ウィフさんが雇っていた使用人たちは今月いっぱいで契約が切れる。

それまでに何人か見繕っておかないとすぐに屋敷が汚れてしまうだろう。

さすがにミラとアネットに掃除を全部任せるわけにはいかない。

二人には店と製薬もしてもらわないといけないんだ、屋敷の管理は別の人にしてもらわねばなるまい。

そういう意味でも、基本屋敷で仕事ができるハーシェさんが来てくれるのは好都合だよな。

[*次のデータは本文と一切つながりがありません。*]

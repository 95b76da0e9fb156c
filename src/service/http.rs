use std::time::Duration;

use async_trait::async_trait;
use reqwest::{Client, Response, Url};
use serde::de::DeserializeOwned;
use tracing::{debug, trace};

use super::wire::{DeleteRequest, ErrorBody, FilesResponse, StatsDto};
use super::{join_ids, AssetData, GalleryService, ListRequest};
use crate::error::{GalleryError, GalleryResult};
use crate::models::{MediaKind, Page, RecordId, Stats};

/// Client for the gallery's JSON API rooted at `base_url` (e.g. `http://host/api/`).
#[derive(Clone)]
pub struct HttpGalleryService {
    client: Client,
    base_url: Url,
}

impl HttpGalleryService {
    pub fn new(base_url: &str, timeout: Duration) -> GalleryResult<Self> {
        let mut base_url: Url = base_url.parse()?;
        // `Url::join` drops the last segment unless the base ends with a slash.
        if !base_url.path().ends_with('/') {
            let path = format!("{}/", base_url.path());
            base_url.set_path(&path);
        }
        let client = Client::builder()
            .timeout(timeout)
            .build()
            .map_err(|source| GalleryError::Transport {
                endpoint: base_url.to_string(),
                source,
            })?;
        Ok(Self { client, base_url })
    }

    pub fn base_url(&self) -> &Url {
        &self.base_url
    }

    fn endpoint(&self, path: &str) -> GalleryResult<Url> {
        Ok(self.base_url.join(path)?)
    }

    async fn send(&self, request: reqwest::RequestBuilder, endpoint: &Url) -> GalleryResult<Response> {
        let response = request
            .send()
            .await
            .map_err(|source| GalleryError::Transport {
                endpoint: endpoint.path().to_string(),
                source,
            })?;
        if response.status().is_success() {
            return Ok(response);
        }
        Err(classify_failure(response, endpoint).await)
    }

    async fn read_json<T: DeserializeOwned>(&self, response: Response, endpoint: &Url) -> GalleryResult<T> {
        let bytes = response
            .bytes()
            .await
            .map_err(|source| GalleryError::Transport {
                endpoint: endpoint.path().to_string(),
                source,
            })?;
        serde_json::from_slice(&bytes).map_err(|source| GalleryError::Decode {
            endpoint: endpoint.path().to_string(),
            source,
        })
    }
}

/// Turns a non-2xx response into a status error, keeping the server's message.
async fn classify_failure(response: Response, endpoint: &Url) -> GalleryError {
    let status = response.status();
    let bytes = response.bytes().await.unwrap_or_default();
    let message = serde_json::from_slice::<ErrorBody>(&bytes)
        .map(|body| body.error)
        .unwrap_or_else(|_| String::from_utf8_lossy(&bytes).trim().to_string());
    GalleryError::Status {
        endpoint: endpoint.path().to_string(),
        status: status.as_u16(),
        message,
    }
}

#[async_trait]
impl GalleryService for HttpGalleryService {
    async fn list_records(&self, request: &ListRequest) -> GalleryResult<Page> {
        let endpoint = self.endpoint("")?;
        let query = request.query;
        let mut params: Vec<(&str, String)> = vec![
            ("page", request.page.to_string()),
            ("page_size", request.page_size.to_string()),
            ("order", query.order.as_str().to_string()),
            ("direction", query.direction.as_str().to_string()),
        ];
        if let Some(kind) = query.category.as_filter() {
            params.push(("type", kind.to_string()));
        }
        if let Some(seed) = query.seed {
            params.push(("seed", seed.to_string()));
        }
        trace!(page = request.page, %query, "GET files");

        let response = self
            .send(self.client.get(endpoint.clone()).query(&params), &endpoint)
            .await?;
        let files: FilesResponse = self.read_json(response, &endpoint).await?;
        Ok(files.into())
    }

    async fn delete_records(&self, ids: &[RecordId]) -> GalleryResult<()> {
        let endpoint = self.endpoint("")?;
        let body = DeleteRequest { ids: join_ids(ids) };
        debug!(ids = %body.ids, "DELETE files");
        self.send(self.client.delete(endpoint.clone()).json(&body), &endpoint)
            .await?;
        Ok(())
    }

    async fn toggle_favorite(&self, id: RecordId) -> GalleryResult<()> {
        let endpoint = self.endpoint(&format!("{id}/favorite"))?;
        self.send(self.client.patch(endpoint.clone()), &endpoint)
            .await?;
        Ok(())
    }

    async fn get_favorite(&self, id: RecordId) -> GalleryResult<bool> {
        let endpoint = self.endpoint(&format!("{id}/favorite"))?;
        let response = self.send(self.client.get(endpoint.clone()), &endpoint).await?;
        self.read_json(response, &endpoint).await
    }

    async fn get_stats(&self) -> GalleryResult<Stats> {
        let endpoint = self.endpoint("stats")?;
        let response = self.send(self.client.get(endpoint.clone()), &endpoint).await?;
        let stats: StatsDto = self.read_json(response, &endpoint).await?;
        Ok(stats.into())
    }

    async fn get_full_asset(&self, id: RecordId, kind: MediaKind) -> GalleryResult<AssetData> {
        let endpoint = self.endpoint(&format!("{}/{id}", kind.as_str()))?;
        let response = self.send(self.client.get(endpoint.clone()), &endpoint).await?;
        let mime_type = response
            .headers()
            .get(reqwest::header::CONTENT_TYPE)
            .and_then(|value| value.to_str().ok())
            .unwrap_or("application/octet-stream")
            .to_string();
        let bytes = response
            .bytes()
            .await
            .map_err(|source| GalleryError::Transport {
                endpoint: endpoint.path().to_string(),
                source,
            })?;
        Ok(AssetData {
            id,
            mime_type,
            bytes: bytes.to_vec(),
        })
    }
}

#[cfg(test)]
mod tests {
    use super::*;
    use crate::models::{Category, OrderKey, QueryIdentity, SortDirection};
    use httpmock::prelude::*;
    use serde_json::json;

    fn service_for(server: &MockServer) -> HttpGalleryService {
        HttpGalleryService::new(&server.url("/api"), Duration::from_secs(5)).unwrap()
    }

    fn file_json(id: u64) -> serde_json::Value {
        json!({
            "ID": id,
            "Hash": format!("hash{id}"),
            "CreatedAt": "2024-05-01T10:00:00Z",
            "Filename": format!("IMG_{id}.jpg"),
            "Size": 1000,
            "MimeType": "image",
            "Image": {
                "FullMimeType": "image/jpeg",
                "Width": 4000,
                "Height": 3000,
                "ThumbnailWidth": 400,
                "ThumbnailHeight": 300,
                "ThumbnailBase64": ""
            }
        })
    }

    #[tokio::test]
    async fn test_list_records_sends_query() {
        let server = MockServer::start_async().await;
        let mock = server.mock(|when, then| {
            when.method(GET)
                .path("/api/")
                .query_param("page", "2")
                .query_param("page_size", "15")
                .query_param("order", "random")
                .query_param("direction", "desc")
                .query_param("type", "image")
                .query_param("seed", "1700000000");
            then.status(200).json_body(json!({
                "files": [file_json(16), file_json(17)],
                "pagination": {
                    "total_records": 17,
                    "current_page": 2,
                    "total_pages": 2,
                    "next_page": null,
                    "prev_page": 1
                }
            }));
        });

        let request = ListRequest {
            page: 2,
            page_size: 15,
            query: QueryIdentity {
                order: OrderKey::Random,
                direction: SortDirection::Desc,
                category: Category::Image,
                seed: Some(1_700_000_000),
            },
        };
        let page = service_for(&server).list_records(&request).await.unwrap();

        mock.assert();
        assert_eq!(page.page_number, 2);
        assert!(page.is_last());
        assert_eq!(page.records.len(), 2);
        assert_eq!(page.records[1].id, 17);
    }

    #[tokio::test]
    async fn test_list_records_omits_filter_for_all() {
        let server = MockServer::start_async().await;
        let mock = server.mock(|when, then| {
            when.method(GET)
                .path("/api/")
                .query_param("page", "1")
                .query_param_missing("type")
                .query_param_missing("seed");
            then.status(200).json_body(json!({
                "files": [],
                "pagination": {
                    "total_records": 0,
                    "current_page": 1,
                    "total_pages": 0,
                    "next_page": null,
                    "prev_page": null
                }
            }));
        });

        let request = ListRequest {
            page: 1,
            page_size: 15,
            query: QueryIdentity::default(),
        };
        let page = service_for(&server).list_records(&request).await.unwrap();
        mock.assert();
        assert!(page.records.is_empty());
    }

    #[tokio::test]
    async fn test_delete_sends_joined_ids() {
        let server = MockServer::start_async().await;
        let mock = server.mock(|when, then| {
            when.method(DELETE)
                .path("/api/")
                .json_body(json!({ "ids": "5,9" }));
            then.status(204);
        });

        service_for(&server).delete_records(&[5, 9]).await.unwrap();
        mock.assert();
    }

    #[tokio::test]
    async fn test_server_error_message_is_kept() {
        let server = MockServer::start_async().await;
        server.mock(|when, then| {
            when.method(GET).path("/api/stats");
            then.status(500)
                .json_body(json!({ "error": "Failed to fetch count" }));
        });

        let err = service_for(&server).get_stats().await.unwrap_err();
        assert!(err.is_transient());
        assert!(matches!(
            err,
            GalleryError::Status { status: 500, ref message, .. } if message == "Failed to fetch count"
        ));
    }

    #[tokio::test]
    async fn test_stats_and_favorite() {
        let server = MockServer::start_async().await;
        server.mock(|when, then| {
            when.method(GET).path("/api/stats");
            then.status(200).json_body(json!({
                "count": 10,
                "video_count": 3,
                "image_count": 7,
                "favorite_count": 2
            }));
        });
        let favorite = server.mock(|when, then| {
            when.method(GET).path("/api/7/favorite");
            then.status(200).json_body(json!(true));
        });
        let toggle = server.mock(|when, then| {
            when.method(PATCH).path("/api/7/favorite");
            then.status(204);
        });

        let service = service_for(&server);
        let stats = service.get_stats().await.unwrap();
        assert_eq!(stats.video_count, 3);
        assert_eq!(stats.favorite_count, 2);
        assert!(service.get_favorite(7).await.unwrap());
        service.toggle_favorite(7).await.unwrap();
        favorite.assert();
        toggle.assert();
    }

    #[tokio::test]
    async fn test_full_asset_uses_kind_path() {
        let server = MockServer::start_async().await;
        let mock = server.mock(|when, then| {
            when.method(GET).path("/api/video/3");
            then.status(200)
                .header("content-type", "video/mp4")
                .body(vec![1u8, 2, 3]);
        });

        let asset = service_for(&server)
            .get_full_asset(3, MediaKind::Video)
            .await
            .unwrap();
        mock.assert();
        assert_eq!(asset.mime_type, "video/mp4");
        assert_eq!(asset.bytes, vec![1, 2, 3]);
    }

    #[tokio::test]
    async fn test_undecodable_body() {
        let server = MockServer::start_async().await;
        server.mock(|when, then| {
            when.method(GET).path("/api/stats");
            then.status(200).body("not json");
        });
        let err = service_for(&server).get_stats().await.unwrap_err();
        assert!(matches!(err, GalleryError::Decode { .. }));
        assert!(!err.is_transient());
    }
}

「ねぇ、そのイザベラさんはどこいったの?例の作戦は成功したのよね?」

「エリザ様、色々聞きたいのはわかりますがシロウ様もお疲れです。」

「でも気になるじゃない。」

「そんじゃま、場所を変えてゆっくり話をするか。マリーさんとアニエスさんにもお礼をしたいし。」

「ではイライザ様のお店を貸し切ってまいります。」

「祝杯よ祝杯!でも次は私なんだから!」

「別に構わないが妊娠したら飲めなくなるぞ。」

「う、それは・・・。」

「ダメですよエリザさん、赤ちゃんの為にもお酒は禁止です。」

「ま、まだいないから大丈夫・・・よね?」

いや知らんがな。

することはしてるわけだし、近々他の女達も孕むかもしれないし、そうならないかもしれない。

こればっかりは授かりものだからなぁ。

一つだけ言えるのは、俺にも子種はあったってことだ。

高熱を出すと無くなるとかいうが、その心配は無かったようだな。

嬉しそうに微笑むハーシェさんを後ろからそっと抱きしめる。

何も言わずに俺の手を取り自分のお腹の上に押し当てた。

「ここにいるのか。」

「はい。頑張って育てますね。」

「あぁ、頑張ってくれ。」

男にできるのは安全に産める場所を提供するだけだ。

その為にもしっかり稼いでおかないとな!

だが、今日はゆっくりこの幸せをかみしめよう。

そうか、俺も父親になるのか。

幸せなはずなのに何故か不安が大きいのは気のせいだろう。